Why do we need to flip the kernel in 2D convolution in the first place? What's the benefit of this? So, why can't we leave it unflipped? What kind of terrible thing can happen if you don't flip it?
SEE: "First, flip the kernel, which is the shaded box, in both horizontal and vertical direction"
It's not meant to be a "benefit" or to avoid disastrous consequences. It's meant to be a definition. If you don't flip, then you violate the agreed upon definition of convolution. Convolution without the flip has a name of its own: correlation.
What motivated people to define convolution with a flip? Well in 1D, it means, for example that the convolution of causal signals will also be causal. Also, when you flip, then the convolution with an impulse response function of a system gives you the response of that system. If you don't flip, the response comes out backwards.
Why do the same in 2D? Using a different definition in 2D would make it inconsistent with 1D.
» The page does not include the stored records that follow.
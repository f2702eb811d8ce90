//! Per-user point balances with an append-only transaction history.
//!
//! The crate follows a ports and adapters layout: [`ports`] defines the storage collaborators,
//! [`adapters`] provides in-memory implementations of them, and [`commands`] holds the ledger
//! itself, exposed as [`tower::Service`] implementations.

pub mod adapters;
pub mod commands;
pub mod config;
pub mod domain;
pub mod logging;
pub mod ports;

pub use commands::{Error, ErrorKind, PointLedger};
pub use config::LedgerConfig;
pub use domain::{TransactionRecord, TransactionType, UserBalance, UserId, MAX_POINTS};
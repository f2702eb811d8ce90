use std::{
    future::Future,
    pin::Pin,
    task::{Context, Poll},
};

use tower::Service;

use crate::{
    domain::{UserBalance, UserId},
    ports::{balance::BalanceStorePort, history::HistoryLogPort},
};

use super::{Error, PointLedger};

/// Spend points from a user's balance
#[derive(Clone, Debug)]
pub struct UseRequest {
    pub user_id: UserId,
    pub amount: u64,
}

impl<B, H> Service<UseRequest> for PointLedger<B, H>
where
    B: BalanceStorePort + 'static,
    H: HistoryLogPort + 'static,
{
    type Response = UserBalance;
    type Error = Error;
    type Future = Pin<Box<dyn Future<Output = Result<Self::Response, Self::Error>> + Send>>;

    fn poll_ready(&mut self, _cx: &mut Context<'_>) -> Poll<Result<(), Self::Error>> {
        Poll::Ready(Ok(()))
    }

    fn call(&mut self, req: UseRequest) -> Self::Future {
        let ledger = self.clone();
        Box::pin(async move { ledger.use_points(req.user_id, req.amount).await })
    }
}
pub mod database;
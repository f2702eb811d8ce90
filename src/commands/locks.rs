use std::{
    collections::HashMap,
    hash::Hash,
    sync::{Arc, Mutex, PoisonError, Weak},
};

use tokio::sync::{Mutex as AsyncMutex, OwnedMutexGuard};

/// Number of entries below which dead locks are never pruned
const PRUNE_FLOOR: usize = 64;

/// Table of lazily created locks, one per key
///
/// Entries are held weakly: a lock stays alive while some caller holds or waits on it, and is
/// dropped from the table once nobody references it. Keys never share a lock, so callers working
/// on different keys never wait on each other.
#[derive(Debug)]
pub struct KeyLocks<K> {
    inner: Mutex<Table<K>>,
}

#[derive(Debug)]
struct Table<K> {
    locks: HashMap<K, Weak<AsyncMutex<()>>>,
    /// Table size that triggers the next prune
    prune_at: usize,
}

impl<K> Default for KeyLocks<K> {
    fn default() -> Self {
        Self {
            inner: Mutex::new(Table {
                locks: HashMap::new(),
                prune_at: PRUNE_FLOOR,
            }),
        }
    }
}

impl<K> KeyLocks<K>
where
    K: Eq + Hash + Clone,
{
    /// Wait for exclusive access to `key`
    ///
    /// The returned guard releases the lock when dropped. Waiters are served in FIFO order.
    pub async fn lock(&self, key: &K) -> OwnedMutexGuard<()> {
        self.lock_for(key).lock_owned().await
    }

    /// Number of entries currently in the table, including dead ones not pruned yet
    pub fn len(&self) -> usize {
        self.table().locks.len()
    }

    pub fn is_empty(&self) -> bool {
        self.len() == 0
    }

    /// Number of keys whose lock is currently referenced
    pub fn active(&self) -> usize {
        self.table()
            .locks
            .values()
            .filter(|lock| lock.strong_count() > 0)
            .count()
    }

    fn lock_for(&self, key: &K) -> Arc<AsyncMutex<()>> {
        let mut table = self.table();
        if let Some(lock) = table.locks.get(key).and_then(Weak::upgrade) {
            return lock;
        }

        if table.locks.len() >= table.prune_at {
            table.locks.retain(|_, lock| lock.strong_count() > 0);
            table.prune_at = (table.locks.len() * 2).max(PRUNE_FLOOR);
        }

        let lock = Arc::new(AsyncMutex::new(()));
        table.locks.insert(key.clone(), Arc::downgrade(&lock));
        lock
    }

    /// Lock the table, ignoring poisoning
    fn table(&self) -> std::sync::MutexGuard<'_, Table<K>> {
        self.inner.lock().unwrap_or_else(PoisonError::into_inner)
    }
}
use chrono::{DateTime, Utc};

use crate::domain::{TransactionRecord, TransactionType, UserId};

/// Append-only log of transaction records
#[mockall::automock]
#[async_trait::async_trait]
pub trait HistoryLogPort: Send + Sync {
    /// Insert a new record after all previous records for the same user
    async fn append(
        &self,
        user_id: UserId,
        points_after: u64,
        kind: TransactionType,
        amount: u64,
        occurred_at: DateTime<Utc>,
    ) -> Result<TransactionRecord, Error>;
    /// All records for a user, oldest first
    async fn list_all(&self, user_id: UserId) -> Result<Vec<TransactionRecord>, Error>;
}

#[derive(Debug, thiserror::Error)]
pub enum Error {
    /// Concrete adapter errors
    ///
    /// This could represent any errors from a concrete adapter that is not part of the domain
    /// model, such as connectivity, configuration, or permission errors.
    #[error("history log unavailable: {0}")]
    Unavailable(Box<dyn std::error::Error + Send + Sync>),
}
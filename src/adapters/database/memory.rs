use crate::{
    domain::{TransactionRecord, TransactionType, UserBalance, UserId},
    ports::{
        balance::{self, BalanceStorePort},
        history::{self, HistoryLogPort},
    },
};
use chrono::{DateTime, Utc};
use std::{
    collections::HashMap,
    sync::{Arc, Mutex, PoisonError},
    time::Duration,
};
use uuid::Uuid;

/// In-memory balance table
#[derive(Clone, Debug, Default)]
pub struct MemoryBalanceStore {
    balances: Arc<Mutex<HashMap<UserId, UserBalance>>>,
    latency: Option<Duration>,
}

impl MemoryBalanceStore {
    /// Delay every call by `latency` before touching the table
    ///
    /// The table itself stays atomic per call, this only widens the window between calls.
    pub fn with_latency(mut self, latency: Duration) -> Self {
        self.latency = Some(latency);
        self
    }
}

#[async_trait::async_trait]
impl BalanceStorePort for MemoryBalanceStore {
    async fn read(&self, user_id: UserId) -> Result<UserBalance, balance::Error> {
        throttle(self.latency).await;
        let balance = self
            .balances
            .lock()?
            .get(&user_id)
            .cloned()
            .unwrap_or_else(|| UserBalance::empty(user_id));

        Ok(balance)
    }

    async fn write(&self, user_id: UserId, points: u64) -> Result<UserBalance, balance::Error> {
        throttle(self.latency).await;
        let balance = UserBalance {
            user_id,
            points,
            updated_at: Some(Utc::now()),
        };
        self.balances.lock()?.insert(user_id, balance.clone());

        Ok(balance)
    }

    async fn restore(&self, previous: UserBalance) -> Result<(), balance::Error> {
        throttle(self.latency).await;
        let mut balances = self.balances.lock()?;
        match previous.updated_at {
            None => {
                balances.remove(&previous.user_id);
            }
            Some(_) => {
                balances.insert(previous.user_id, previous);
            }
        }

        Ok(())
    }
}

/// In-memory history table
#[derive(Clone, Debug, Default)]
pub struct MemoryHistoryLog {
    records: Arc<Mutex<HashMap<UserId, Vec<TransactionRecord>>>>,
    latency: Option<Duration>,
}

impl MemoryHistoryLog {
    /// Delay every call by `latency` before touching the table
    pub fn with_latency(mut self, latency: Duration) -> Self {
        self.latency = Some(latency);
        self
    }
}

#[async_trait::async_trait]
impl HistoryLogPort for MemoryHistoryLog {
    async fn append(
        &self,
        user_id: UserId,
        points_after: u64,
        kind: TransactionType,
        amount: u64,
        occurred_at: DateTime<Utc>,
    ) -> Result<TransactionRecord, history::Error> {
        throttle(self.latency).await;
        let record = TransactionRecord {
            record_id: Uuid::new_v4(),
            user_id,
            points_after,
            kind,
            amount,
            occurred_at,
        };
        self.records
            .lock()?
            .entry(user_id)
            .or_default()
            .push(record.clone());

        Ok(record)
    }

    async fn list_all(&self, user_id: UserId) -> Result<Vec<TransactionRecord>, history::Error> {
        throttle(self.latency).await;
        let records = self
            .records
            .lock()?
            .get(&user_id)
            .cloned()
            .unwrap_or_default();

        Ok(records)
    }
}

async fn throttle(latency: Option<Duration>) {
    if let Some(latency) = latency {
        tokio::time::sleep(latency).await;
    }
}

/// Erased [`PoisonError`]
///
/// `PoisonError` keeps the `MutexGuard` internally, which is not send. Thus we erase the error
/// and only keep the string representation instead.
#[derive(Debug, thiserror::Error)]
#[error("poison error: {0}")]
pub struct ErasedPoisonError(String);

impl<T> From<PoisonError<T>> for balance::Error {
    fn from(err: PoisonError<T>) -> Self {
        Self::Unavailable(Box::new(ErasedPoisonError(err.to_string())))
    }
}

impl<T> From<PoisonError<T>> for history::Error {
    fn from(err: PoisonError<T>) -> Self {
        Self::Unavailable(Box::new(ErasedPoisonError(err.to_string())))
    }
}

#[cfg(test)]
mod tests {
    use super::*;
    use speculoos::prelude::*;

    #[tokio::test]
    async fn test_read_unknown_user() {
        let store = MemoryBalanceStore::default();

        let res = store.read(42).await;

        assert_that!(res).is_ok().is_equal_to(UserBalance::empty(42));
    }

    #[tokio::test]
    async fn test_write_retrieve() {
        let store = MemoryBalanceStore::default();
        // Store a balance
        let res = store.write(1, 5).await;
        assert_that!(res).is_ok().matches(|stored| {
            stored.user_id == 1 && stored.points == 5 && stored.updated_at.is_some()
        });
        // Reading it back should return the same value
        let stored = store.write(1, 7).await.expect("write should succeed");
        let res = store.read(1).await;
        assert_that!(res).is_ok().is_equal_to(stored);
    }

    #[tokio::test]
    async fn test_restore_empty_removes_entry() {
        let store = MemoryBalanceStore::default();
        store.write(2, 40).await.expect("write should succeed");

        let res = store.restore(UserBalance::empty(2)).await;

        assert_that!(res).is_ok();
        assert_that!(store.read(2).await).is_ok().is_equal_to(UserBalance::empty(2));
        assert_that!(store.balances.lock().unwrap().contains_key(&2)).is_false();
    }

    #[tokio::test]
    async fn test_restore_keeps_timestamp() {
        let store = MemoryBalanceStore::default();
        let previous = store.write(2, 40).await.expect("write should succeed");
        store.write(2, 90).await.expect("write should succeed");

        let res = store.restore(previous.clone()).await;

        assert_that!(res).is_ok();
        assert_that!(store.read(2).await).is_ok().is_equal_to(previous);
    }

    #[tokio::test]
    async fn test_clones_share_table() {
        let store = MemoryBalanceStore::default();
        let other = store.clone().with_latency(Duration::from_millis(1));

        other.write(3, 30).await.expect("write should succeed");

        let res = store.read(3).await;
        assert_that!(res).is_ok().matches(|balance| balance.points == 30);
    }

    #[tokio::test]
    async fn test_append_keeps_insertion_order() {
        let log = MemoryHistoryLog::default();
        let now = Utc::now();
        log.append(1, 100, TransactionType::Charge, 100, now)
            .await
            .expect("append should succeed");
        log.append(2, 7, TransactionType::Charge, 7, now)
            .await
            .expect("append should succeed");
        log.append(1, 40, TransactionType::Use, 60, now)
            .await
            .expect("append should succeed");

        let res = log.list_all(1).await.expect("list should succeed");

        let points: Vec<u64> = res.iter().map(|record| record.points_after).collect();
        assert_that!(points).is_equal_to(vec![100, 40]);
        assert_that!(res[1].kind).is_equal_to(TransactionType::Use);
        assert_that!(res[0].record_id).is_not_equal_to(res[1].record_id);
    }

    #[tokio::test]
    async fn test_list_unknown_user() {
        let log = MemoryHistoryLog::default();

        let res = log.list_all(9).await;

        assert_that!(res).is_ok().is_empty();
    }

    #[tokio::test]
    async fn test_poisoned_table() {
        let store = MemoryBalanceStore::default();
        let balances = store.balances.clone();
        // Poison the mutex by panicking while holding it
        let _ = std::thread::spawn(move || {
            let _guard = balances.lock().unwrap();
            panic!("poison");
        })
        .join();

        let res = store.read(1).await;

        assert_that!(res)
            .is_err()
            .matches(|err| matches!(err, balance::Error::Unavailable(_)));
    }
}
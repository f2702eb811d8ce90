use std::{
    future::Future,
    pin::Pin,
    task::{Context, Poll},
};

use tower::Service;

use crate::{
    domain::{TransactionRecord, UserId},
    ports::{balance::BalanceStorePort, history::HistoryLogPort},
};

use super::{Error, PointLedger};

#[derive(Clone, Debug)]
pub struct GetHistoryRequest {
    pub user_id: UserId,
}

impl<B, H> Service<GetHistoryRequest> for PointLedger<B, H>
where
    B: BalanceStorePort + 'static,
    H: HistoryLogPort + 'static,
{
    type Response = Vec<TransactionRecord>;
    type Error = Error;
    type Future = Pin<Box<dyn Future<Output = Result<Self::Response, Self::Error>> + Send>>;

    fn poll_ready(&mut self, _cx: &mut Context<'_>) -> Poll<Result<(), Self::Error>> {
        Poll::Ready(Ok(()))
    }

    fn call(&mut self, req: GetHistoryRequest) -> Self::Future {
        let ledger = self.clone();
        Box::pin(async move { ledger.get_history(req.user_id).await })
    }
}
use tracing_subscriber::{
    fmt, layer::SubscriberExt, util::SubscriberInitExt, util::TryInitError, EnvFilter,
};

/// Output format for structured logs
#[derive(Debug, Clone, Copy, PartialEq, Eq)]
pub enum LogFormat {
    /// Human-readable lines for local development
    Human,
    /// Newline-delimited JSON for log aggregation
    Json,
}

/// Install the global tracing subscriber
///
/// `RUST_LOG` takes precedence over `level` when set. This panics if a global subscriber is
/// already installed.
pub fn init_logging(format: LogFormat, level: &str) {
    if let Err(err) = try_init_logging(format, level) {
        panic!("failed to install tracing subscriber: {err}");
    }
}

/// Install the global tracing subscriber, failing if one is already installed
pub fn try_init_logging(format: LogFormat, level: &str) -> Result<(), TryInitError> {
    let filter = EnvFilter::try_from_default_env().unwrap_or_else(|_| EnvFilter::new(level));

    match format {
        LogFormat::Human => tracing_subscriber::registry()
            .with(filter)
            .with(fmt::layer().with_target(true).with_thread_ids(true))
            .try_init(),
        LogFormat::Json => tracing_subscriber::registry()
            .with(filter)
            .with(fmt::layer().json().with_target(true).with_thread_ids(true))
            .try_init(),
    }
}
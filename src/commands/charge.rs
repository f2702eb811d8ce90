use std::{
    future::Future,
    pin::Pin,
    task::{Context, Poll},
};

use tower::Service;

use crate::{
    domain::{UserBalance, UserId},
    ports::{balance::BalanceStorePort, history::HistoryLogPort},
};

use super::{Error, PointLedger};

/// Add points to a user's balance
#[derive(Clone, Debug)]
pub struct ChargeRequest {
    pub user_id: UserId,
    pub amount: u64,
}

impl<B, H> Service<ChargeRequest> for PointLedger<B, H>
where
    B: BalanceStorePort + 'static,
    H: HistoryLogPort + 'static,
{
    type Response = UserBalance;
    type Error = Error;
    type Future = Pin<Box<dyn Future<Output = Result<Self::Response, Self::Error>> + Send>>;

    fn poll_ready(&mut self, _cx: &mut Context<'_>) -> Poll<Result<(), Self::Error>> {
        Poll::Ready(Ok(()))
    }

    fn call(&mut self, req: ChargeRequest) -> Self::Future {
        let ledger = self.clone();
        Box::pin(async move { ledger.charge(req.user_id, req.amount).await })
    }
}
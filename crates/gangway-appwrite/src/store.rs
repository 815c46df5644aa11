//! File-backed identity snapshot storage.

use std::fs;
use std::path::PathBuf;

use directories::ProjectDirs;
use tracing::debug;

use gangway_core::error::{Error, StorageError};
use gangway_core::{Identity, IdentityStore};

#[cfg(unix)]
use std::os::unix::fs::PermissionsExt;

/// Identity store backed by a JSON file on disk.
///
/// Survives process restarts, unlike the session handle. Only the identity
/// snapshot is written here; session secrets never touch the filesystem.
#[derive(Debug)]
pub struct FileIdentityStore {
    path: PathBuf,
}

impl FileIdentityStore {
    /// Create a store at an explicit path.
    pub fn new(path: impl Into<PathBuf>) -> Self {
        Self { path: path.into() }
    }

    /// Create a store at the platform data directory
    /// (e.g. `~/.local/share/gangway/identity.json` on Linux).
    pub fn at_default_location() -> Result<Self, Error> {
        let dirs = ProjectDirs::from("", "", "gangway").ok_or(StorageError::NoDataDir)?;

        let data_dir = dirs.data_dir();
        fs::create_dir_all(data_dir).map_err(StorageError::from)?;

        Ok(Self::new(data_dir.join("identity.json")))
    }

    /// Returns the path the snapshot is stored at.
    pub fn path(&self) -> &std::path::Path {
        &self.path
    }
}

impl IdentityStore for FileIdentityStore {
    fn load(&self) -> Result<Option<Identity>, Error> {
        if !self.path.exists() {
            return Ok(None);
        }

        let json = fs::read_to_string(&self.path).map_err(StorageError::from)?;
        let identity = serde_json::from_str(&json).map_err(StorageError::from)?;
        Ok(Some(identity))
    }

    fn save(&self, identity: &Identity) -> Result<(), Error> {
        let json = serde_json::to_string_pretty(identity).map_err(StorageError::from)?;
        fs::write(&self.path, &json).map_err(StorageError::from)?;

        // Restrictive permissions (Unix only)
        #[cfg(unix)]
        {
            let mut perms = fs::metadata(&self.path)
                .map_err(StorageError::from)?
                .permissions();
            perms.set_mode(0o600);
            fs::set_permissions(&self.path, perms).map_err(StorageError::from)?;
        }

        debug!(path = %self.path.display(), "Saved identity snapshot");
        Ok(())
    }

    fn clear(&self) -> Result<(), Error> {
        if self.path.exists() {
            fs::remove_file(&self.path).map_err(StorageError::from)?;
        }
        Ok(())
    }
}

#[cfg(test)]
mod tests {
    use super::*;
    use serde_json::json;
    use tempfile::tempdir;

    fn identity() -> Identity {
        Identity::from_account(json!({"$id": "user-1", "name": "Jane"})).unwrap()
    }

    #[test]
    fn file_store_round_trip() {
        let dir = tempdir().unwrap();
        let store = FileIdentityStore::new(dir.path().join("identity.json"));

        assert!(store.load().unwrap().is_none());

        store.save(&identity()).unwrap();
        let loaded = store.load().unwrap().unwrap();
        assert_eq!(loaded.id, "user-1");
        assert_eq!(loaded.full_name.as_deref(), Some("Jane"));

        store.clear().unwrap();
        assert!(store.load().unwrap().is_none());
    }

    #[test]
    fn clear_is_idempotent() {
        let dir = tempdir().unwrap();
        let store = FileIdentityStore::new(dir.path().join("identity.json"));
        store.clear().unwrap();
        store.clear().unwrap();
    }

    #[cfg(unix)]
    #[test]
    fn snapshot_file_is_owner_only() {
        let dir = tempdir().unwrap();
        let store = FileIdentityStore::new(dir.path().join("identity.json"));
        store.save(&identity()).unwrap();

        let mode = fs::metadata(store.path()).unwrap().permissions().mode();
        assert_eq!(mode & 0o777, 0o600);
    }

    #[test]
    fn corrupt_snapshot_is_an_error() {
        let dir = tempdir().unwrap();
        let path = dir.path().join("identity.json");
        fs::write(&path, "not json").unwrap();

        let store = FileIdentityStore::new(path);
        assert!(store.load().is_err());
    }
}
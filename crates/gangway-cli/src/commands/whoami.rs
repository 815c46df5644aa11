//! Whoami command implementation.

use anyhow::Result;
use clap::Args;

use gangway_appwrite::FileIdentityStore;
use gangway_core::IdentityStore;

use crate::output;

#[derive(Args, Debug)]
pub struct WhoamiArgs {
    /// Print the full snapshot as JSON
    #[arg(long)]
    pub json: bool,
}

pub async fn run(args: WhoamiArgs) -> Result<()> {
    let store = FileIdentityStore::at_default_location()?;

    let Some(identity) = store.load()? else {
        anyhow::bail!("Not logged in");
    };

    if args.json {
        output::json_pretty(&identity)?;
        return Ok(());
    }

    output::field("User", &identity.id);
    if let Some(name) = &identity.full_name {
        output::field("Name", name);
    }

    Ok(())
}
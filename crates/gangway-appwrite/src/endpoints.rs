//! API paths and request/response types.

use serde::{Deserialize, Serialize};
use serde_json::Value;

use gangway_core::types::{CollectionId, DatabaseId, DocumentId, Permission};

// ============================================================================
// Paths
// ============================================================================

/// GET: the authenticated account.
pub const ACCOUNT: &str = "account";

/// POST: create an email/password session.
pub const EMAIL_SESSION: &str = "account/sessions/email";

/// GET/POST: databases (admin API).
pub const DATABASES: &str = "databases";

/// DELETE: one session.
pub fn session_path(session_id: &str) -> String {
    format!("account/sessions/{}", session_id)
}

/// GET (list) / POST (create) documents in a collection.
pub fn documents_path(database: &DatabaseId, collection: &CollectionId) -> String {
    format!(
        "databases/{}/collections/{}/documents",
        database, collection
    )
}

/// GET/PATCH/DELETE one document.
pub fn document_path(
    database: &DatabaseId,
    collection: &CollectionId,
    document: &DocumentId,
) -> String {
    format!(
        "databases/{}/collections/{}/documents/{}",
        database, collection, document
    )
}

/// DELETE one database (admin API).
pub fn database_path(database: &DatabaseId) -> String {
    format!("databases/{}", database)
}

/// POST: create a collection (admin API).
pub fn collections_path(database: &DatabaseId) -> String {
    format!("databases/{}/collections", database)
}

/// POST: create a typed attribute (admin API). `kind` is one of
/// `string`, `integer`, `float`, `boolean`, `datetime`, `relationship`.
pub fn attributes_path(database: &DatabaseId, collection: &CollectionId, kind: &str) -> String {
    format!(
        "databases/{}/collections/{}/attributes/{}",
        database, collection, kind
    )
}

// ============================================================================
// Document API types
// ============================================================================

/// Response from listing documents.
#[derive(Debug, Deserialize)]
pub struct DocumentListResponse {
    pub total: u64,
    pub documents: Vec<Value>,
}

/// Request body for creating a document.
#[derive(Debug, Serialize)]
#[serde(rename_all = "camelCase")]
pub struct CreateDocumentRequest<'a> {
    pub document_id: &'a str,
    pub data: &'a Value,
    pub permissions: &'a [Permission],
}

/// Request body for updating a document.
#[derive(Debug, Serialize)]
pub struct UpdateDocumentRequest<'a> {
    pub data: &'a Value,
    pub permissions: &'a [Permission],
}

// ============================================================================
// Account API types
// ============================================================================

/// Request body for creating an email/password session.
#[derive(Debug, Serialize)]
pub struct CreateSessionRequest<'a> {
    pub email: &'a str,
    pub password: &'a str,
}

/// Response from creating a session. Only the fields this adapter needs;
/// the backend sends more.
#[derive(Debug, Deserialize)]
pub struct SessionResponse {
    #[serde(rename = "$id")]
    pub id: String,
    /// Session secret for the `X-Appwrite-Session` header. Empty when the
    /// deployment does not expose it.
    #[serde(default)]
    pub secret: String,
}

// ============================================================================
// Admin API types
// ============================================================================

/// Request body for creating a database.
#[derive(Debug, Serialize)]
#[serde(rename_all = "camelCase")]
pub struct CreateDatabaseRequest<'a> {
    pub database_id: &'a str,
    pub name: &'a str,
}

/// Request body for creating a collection.
#[derive(Debug, Serialize)]
#[serde(rename_all = "camelCase")]
pub struct CreateCollectionRequest<'a> {
    pub collection_id: &'a str,
    pub name: &'a str,
    pub permissions: &'a [Permission],
}

/// Request body for string attributes.
#[derive(Debug, Serialize)]
pub struct CreateStringAttributeRequest<'a> {
    pub key: &'a str,
    pub size: u32,
    pub required: bool,
    pub array: bool,
}

/// Request body for integer, float, boolean and datetime attributes.
#[derive(Debug, Serialize)]
pub struct CreateScalarAttributeRequest<'a> {
    pub key: &'a str,
    pub required: bool,
    pub array: bool,
}

/// Request body for relationship attributes.
#[derive(Debug, Serialize)]
#[serde(rename_all = "camelCase")]
pub struct CreateRelationshipAttributeRequest<'a> {
    pub related_collection_id: &'a str,
    #[serde(rename = "type")]
    pub relationship_type: &'a str,
    pub two_way: bool,
    pub key: &'a str,
    pub on_delete: &'a str,
}

// ============================================================================
// Errors
// ============================================================================

/// Backend error response format.
#[derive(Debug, Deserialize)]
pub struct ErrorResponse {
    pub message: Option<String>,
    #[serde(rename = "type")]
    pub kind: Option<String>,
}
It doesn't need to be flipped, at least not by you. You pass in the array and the flipping is done internally, automatically, because that's the definition of convolution. If it didn't flip, it would be correlation, not convolution. If you flipped it before passing it into conv2(), then you'd be doing a correlation instead of a convolution because the internal flip in counteracted by your advance manual flip. If you want, you can use imfilter() or xcorr2() which do no flip internally.